> [Stored data]
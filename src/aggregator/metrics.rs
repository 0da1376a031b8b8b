//! Summary metrics and report entries for ranked scopes.

use super::ranking::RankedScope;
use crate::parser::schema::{ProfileReport, ScopeEntry};
use crate::utils::config::{REPORT_SCHEMA_VERSION, UNMAPPED_SCOPE};
use log::debug;

/// Percentage of `steps` in `total`, 0 when `total` is 0
pub fn percentage(steps: u64, total: u64) -> f64 {
    if total > 0 {
        (steps as f64 / total as f64) * 100.0
    } else {
        0.0
    }
}

/// Convert ranked scopes into report entries
///
/// **Public** - used when building the JSON report
pub fn calculate_scope_entries(ranked: &[RankedScope], total_steps: u64) -> Vec<ScopeEntry> {
    ranked
        .iter()
        .map(|scope| create_scope_entry(scope, total_steps))
        .collect()
}

/// Create a ScopeEntry from a RankedScope
pub fn create_scope_entry(scope: &RankedScope, total_steps: u64) -> ScopeEntry {
    ScopeEntry {
        scope: scope.scope.clone(),
        steps: scope.steps,
        percentage: percentage(scope.steps, total_steps),
    }
}

/// Calculate step distribution statistics
///
/// **Public** - provides summary statistics
pub fn calculate_distribution(ranked: &[RankedScope]) -> StepDistribution {
    let total_steps: u64 = ranked.iter().map(|s| s.steps).sum();
    let unmapped_steps = ranked
        .iter()
        .find(|s| s.scope == UNMAPPED_SCOPE)
        .map_or(0, |s| s.steps);

    let top_scope = ranked.first().map(|s| s.scope.clone());
    let top_scope_percentage = ranked
        .first()
        .map_or(0.0, |s| percentage(s.steps, total_steps));

    StepDistribution {
        total_steps,
        scope_count: ranked.len(),
        unmapped_steps,
        unmapped_percentage: percentage(unmapped_steps, total_steps),
        top_scope,
        top_scope_percentage,
    }
}

/// Step distribution statistics
///
/// **Public** - returned from calculate_distribution
#[derive(Debug, Clone, Default, PartialEq)]
pub struct StepDistribution {
    /// Total steps across all scopes
    pub total_steps: u64,

    /// Number of distinct scopes
    pub scope_count: usize,

    /// Steps no scope could be inferred for
    pub unmapped_steps: u64,

    pub unmapped_percentage: f64,

    /// Scope with the most steps
    pub top_scope: Option<String>,

    pub top_scope_percentage: f64,
}

impl StepDistribution {
    /// Get human-readable summary
    ///
    /// **Public** - for logging and debugging
    pub fn summary(&self) -> String {
        format!(
            "Total: {} steps | Scopes: {} | Unmapped: {} ({:.1}%) | Top: {} ({:.1}%)",
            self.total_steps,
            self.scope_count,
            self.unmapped_steps,
            self.unmapped_percentage,
            self.top_scope.as_deref().unwrap_or("-"),
            self.top_scope_percentage
        )
    }
}

/// Inputs and counters describing one profiling run
#[derive(Debug, Clone)]
pub struct RunInfo {
    pub program: String,
    pub trace: String,
    pub instruction_count: usize,
    pub distinct_offsets: usize,
}

/// Build the versioned JSON report for a profiling run
///
/// **Public** - used by commands to create final output
pub fn to_report(ranked: &[RankedScope], run: &RunInfo) -> ProfileReport {
    use chrono::Utc;

    let total_steps: u64 = ranked.iter().map(|s| s.steps).sum();
    debug!("Building report for {} scopes, {} steps", ranked.len(), total_steps);

    ProfileReport {
        version: REPORT_SCHEMA_VERSION.to_string(),
        program: run.program.clone(),
        trace: run.trace.clone(),
        instruction_count: run.instruction_count,
        total_steps,
        distinct_offsets: run.distinct_offsets,
        scopes: calculate_scope_entries(ranked, total_steps),
        generated_at: Utc::now().to_rfc3339(),
    }
}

> [Work required] The expected result is an exact transcription of the lines from the one containing "logging and debugging" through the end of the records above; please include both ends.

> [Task answer]
    /// **Public** - for logging and debugging
    pub fn summary(&self) -> String {
        format!(
            "Total: {} steps | Scopes: {} | Unmapped: {} ({:.1}%) | Top: {} ({:.1}%)",
            self.total_steps,
            self.scope_count,
            self.unmapped_steps,
            self.unmapped_percentage,
            self.top_scope.as_deref().unwrap_or("-"),
            self.top_scope_percentage
        )
    }
}

/// Inputs and counters describing one profiling run
#[derive(Debug, Clone)]
pub struct RunInfo {
    pub program: String,
    pub trace: String,
    pub instruction_count: usize,
    pub distinct_offsets: usize,
}

/// Build the versioned JSON report for a profiling run
///
/// **Public** - used by commands to create final output
pub fn to_report(ranked: &[RankedScope], run: &RunInfo) -> ProfileReport {
    use chrono::Utc;

    let total_steps: u64 = ranked.iter().map(|s| s.steps).sum();
    debug!("Building report for {} scopes, {} steps", ranked.len(), total_steps);

    ProfileReport {
        version: REPORT_SCHEMA_VERSION.to_string(),
        program: run.program.clone(),
        trace: run.trace.clone(),
        instruction_count: run.instruction_count,
        total_steps,
        distinct_offsets: run.distinct_offsets,
        scopes: calculate_scope_entries(ranked, total_steps),
        generated_at: Utc::now().to_rfc3339(),
    }
}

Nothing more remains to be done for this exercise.